== Material for the task ==

//! Shared test doubles for paragraph layout tests.
#![allow(dead_code)]

use std::cell::Cell;
use std::rc::Rc;

use paragraph_layout::{
    ApproximateMetrics, Context, LineSink, ParagraphClient, ParagraphError, Position, Result,
    TextMetrics, TextSpan,
};

/// Counts live style references. Every `Clone` is an acquire and every
/// `Drop` a release.
#[derive(Debug, Default, Clone)]
pub struct StyleCounter(Rc<Cell<usize>>);

impl StyleCounter {
    /// Create a style with its first reference.
    pub fn style(&self, name: &'static str, font_size: f32) -> Style {
        self.0.set(self.0.get() + 1);
        Style {
            name,
            font_size,
            live: Rc::clone(&self.0),
        }
    }

    /// Live references across every style made by this counter.
    pub fn live(&self) -> usize {
        self.0.get()
    }
}

/// Reference-counted test style.
#[derive(Debug)]
pub struct Style {
    pub name: &'static str,
    pub font_size: f32,
    live: Rc<Cell<usize>>,
}

impl Clone for Style {
    fn clone(&self) -> Self {
        self.live.set(self.live.get() + 1);
        Self {
            name: self.name,
            font_size: self.font_size,
            live: Rc::clone(&self.live),
        }
    }
}

impl Drop for Style {
    fn drop(&mut self) {
        self.live.set(self.live.get() - 1);
    }
}

/// Resolves text verbatim and measures with 0.6 em advances, so a 10px
/// style gives 6px per character.
#[derive(Debug, Default)]
pub struct TestClient {
    /// Width reported for every float.
    pub float_width: u32,
    /// Texts that fail to resolve.
    pub missing: Vec<&'static str>,
    /// Measurement fails for spans containing this text.
    pub unmeasurable: Option<&'static str>,
}

impl ParagraphClient for TestClient {
    type Style = Style;
    type Text = &'static str;
    type Handle = u32;

    fn text_get(&self, text: &&'static str) -> Result<String> {
        if self.missing.contains(text) {
            return Err(ParagraphError::client(format!("no string {text:?}")));
        }
        Ok((*text).to_string())
    }

    fn measure_text(&self, text: &str, style: &Style) -> Result<TextMetrics> {
        if self.unmeasurable.is_some_and(|bad| text.contains(bad)) {
            return Err(ParagraphError::client("glyph missing"));
        }
        Ok(ApproximateMetrics::default().measure(text, style.font_size))
    }

    fn measure_float(&self, _handle: &u32, _style: &Style) -> Result<u32> {
        Ok(self.float_width)
    }
}

/// One callback received by [`Recorder`].
#[derive(Debug, Clone, PartialEq, Eq)]
pub enum Event {
    Text {
        handle: u32,
        style: &'static str,
        text: String,
        offset: usize,
        x: u32,
    },
    Replaced {
        handle: u32,
        style: &'static str,
        x: u32,
    },
    Float {
        handle: u32,
        available: u32,
    },
}

/// Records every callback. Floats narrow the line by `float_width`.
#[derive(Debug, Default)]
pub struct Recorder {
    pub events: Vec<Event>,
    pub float_width: u32,
    /// Fail on the text callback for this handle.
    pub fail_on: Option<u32>,
}

impl Recorder {
    pub fn texts(&self) -> Vec<&str> {
        self.events
            .iter()
            .filter_map(|event| match event {
                Event::Text { text, .. } => Some(text.as_str()),
                _ => None,
            })
            .collect()
    }

    pub fn take(&mut self) -> Vec<Event> {
        std::mem::take(&mut self.events)
    }
}

impl LineSink<Style, u32> for Recorder {
    fn layout_text(
        &mut self,
        handle: &u32,
        style: &Style,
        span: TextSpan<'_>,
        at: Position,
    ) -> Result<()> {
        if self.fail_on == Some(*handle) {
            return Err(ParagraphError::client("sink refused text"));
        }
        self.events.push(Event::Text {
            handle: *handle,
            style: style.name,
            text: span.text.to_string(),
            offset: span.offset,
            x: at.x,
        });
        Ok(())
    }

    fn layout_replaced(&mut self, handle: &u32, style: &Style, at: Position) -> Result<()> {
        self.events.push(Event::Replaced {
            handle: *handle,
            style: style.name,
            x: at.x,
        });
        Ok(())
    }

    fn layout_float(&mut self, handle: &u32, _style: &Style, available: &mut u32) -> Result<()> {
        *available = available.saturating_sub(self.float_width);
        self.events.push(Event::Float {
            handle: *handle,
            available: *available,
        });
        Ok(())
    }
}

pub fn context() -> Context<TestClient> {
    Context::new(TestClient::default())
}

== Your objective ==
Your reply should be one number: the count of lines above that hold the word "references".

== Solution ==
2